Well, for first try, as you can see, I’m running it against $server = ‘sep1’
I started the script from inside the wsus server.
And I at least remember and know that invoke-command is for running stuff remotely against other servers…though I am not an expert on using it…
And I can see that there’s no invoke-command in the script…
I briefly read up on invoke-command and found this snippet:
# PowerShell Invoke-Expression example from .ps1 file
$Path = "C:\PingWeb.ps1"
Invoke-Expression "$Path"
Would this have the effect of running my script remotely if I put a parameter to ask me which server??
Or would invoke-expression run the script against all the servers in the array??
I did not immediately find anything wrt invoke-command that would enable the foreach part to work against different servers…
I’ll also continue researching now that I understand I need some sort of invoke call within a ps1 script to run this script against all the servers…
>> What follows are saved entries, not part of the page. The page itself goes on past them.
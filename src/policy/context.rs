//! Request context and terminology collaborators of the search policies

use crate::search::{Locale, SearchError, SearchResult, StopWords};
use serde::{Deserialize, Serialize};
use std::collections::HashMap;

/// Settings of the caller that the policies would otherwise read from global
/// state
#[derive(Debug, Clone, PartialEq, Eq, Serialize, Deserialize)]
pub struct SearchContext {
    /// Locale used when a request names none
    pub locale: Locale,

    /// Whether literal name comparisons respect case
    #[serde(default)]
    pub case_sensitive: bool,
}

impl SearchContext {
    pub fn new(locale: Locale) -> Self {
        Self {
            locale,
            case_sensitive: false,
        }
    }

    pub fn with_case_sensitive(mut self, case_sensitive: bool) -> Self {
        self.case_sensitive = case_sensitive;
        self
    }

    /// `requested`, or the current locale when it is empty
    pub fn resolve_locales(&self, requested: &[Locale]) -> Vec<Locale> {
        if requested.is_empty() {
            vec![self.locale.clone()]
        } else {
            requested.to_vec()
        }
    }

    /// Compare two names honoring the case sensitivity of this context
    pub fn names_equal(&self, left: &str, right: &str) -> bool {
        if self.case_sensitive {
            left == right
        } else {
            left.to_lowercase() == right.to_lowercase()
        }
    }
}

impl Default for SearchContext {
    fn default() -> Self {
        Self::new(Locale::new("en"))
    }
}

/// Relational lookups consumed by the search policies.
///
/// Failures are reported as [`SearchError::Lookup`] and propagate unchanged.
pub trait TerminologyLookup {
    /// Stop words of `locale`, in any case
    fn stop_words(&self, locale: &Locale) -> SearchResult<Vec<String>>;

    /// Concept ids of the non-retired answers of `concept_id`
    fn answers_of(&self, concept_id: i64) -> SearchResult<Vec<i64>>;

    /// Union of the stop words of every locale
    fn stop_words_for(&self, locales: &[Locale]) -> SearchResult<StopWords> {
        let mut stop_words = StopWords::none();
        for locale in locales {
            stop_words.extend(self.stop_words(locale)?);
        }
        Ok(stop_words)
    }
}

impl<T: TerminologyLookup + ?Sized> TerminologyLookup for &T {
    fn stop_words(&self, locale: &Locale) -> SearchResult<Vec<String>> {
        (**self).stop_words(locale)
    }

    fn answers_of(&self, concept_id: i64) -> SearchResult<Vec<i64>> {
        (**self).answers_of(concept_id)
    }
}

/// Terminology lookups served from memory
#[derive(Debug, Clone, Default)]
pub struct InMemoryTerminology {
    stop_words: HashMap<Locale, Vec<String>>,
    answers: HashMap<i64, Vec<i64>>,
    unavailable: bool,
}

impl InMemoryTerminology {
    pub fn new() -> Self {
        Self::default()
    }

    pub fn with_stop_words<I, S>(mut self, locale: Locale, words: I) -> Self
    where
        I: IntoIterator<Item = S>,
        S: Into<String>,
    {
        self.stop_words
            .entry(locale)
            .or_default()
            .extend(words.into_iter().map(Into::into));
        self
    }

    pub fn with_answers(mut self, concept_id: i64, answers: impl IntoIterator<Item = i64>) -> Self {
        self.answers.entry(concept_id).or_default().extend(answers);
        self
    }

    /// Fail every lookup, as a disconnected store would
    pub fn unavailable(mut self) -> Self {
        self.unavailable = true;
        self
    }

    fn check(&self) -> SearchResult<()> {
        if self.unavailable {
            return Err(SearchError::Lookup("terminology store unavailable".to_string()));
        }
        Ok(())
    }
}

impl TerminologyLookup for InMemoryTerminology {
    fn stop_words(&self, locale: &Locale) -> SearchResult<Vec<String>> {
        self.check()?;
        Ok(self.stop_words.get(locale).cloned().unwrap_or_default())
    }

    fn answers_of(&self, concept_id: i64) -> SearchResult<Vec<i64>> {
        self.check()?;
        Ok(self.answers.get(&concept_id).cloned().unwrap_or_default())
    }
}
OK, so here’s the thing. You’re not using Windows Remote Management. Period. You’re using the Microsoft.Update COM object, which only reluctantly works from within PowerShell. Now, I’ll tell you what that author probably meant: There’s a Windows Firewall exception for “Remote Management,” which is probably enabling ports that this COM object needs to talk to on whatever server you target. But that’s got nothing to do with (I know it’s confusing) the Windows Remote Management protocol, and nothing to do with PowerShell Remoting, and nothing to do with Invoke-Anything.
This isn’t really “PowerShell,” you’re connecting to external technologies and they’re doing their thing. Unfortunately, I don’t have enough information to tell you what it failing. The only thing I noticed:
$Downloader = $Session.CreateUpdateDownloader[]
Is that should probably be () not . But I don’t know if that’ll fix what you’re having a problem with at all.
It is () in the script.
The forum pre code thing changed all the parentheses to , I don’t know why…some of them I found and fixed…
I’ll re-edit the script to make sure they are really parentheses then try again one more time then look for another script…
Thank you, Tom
the only way to remotely invoke WSUS related COM methods for .Downloader and .Installer - is to use scheduled task manager. btw, Searcher methods work remotely
Try to remotely add new task to your server that run your script “locally” in context of a server.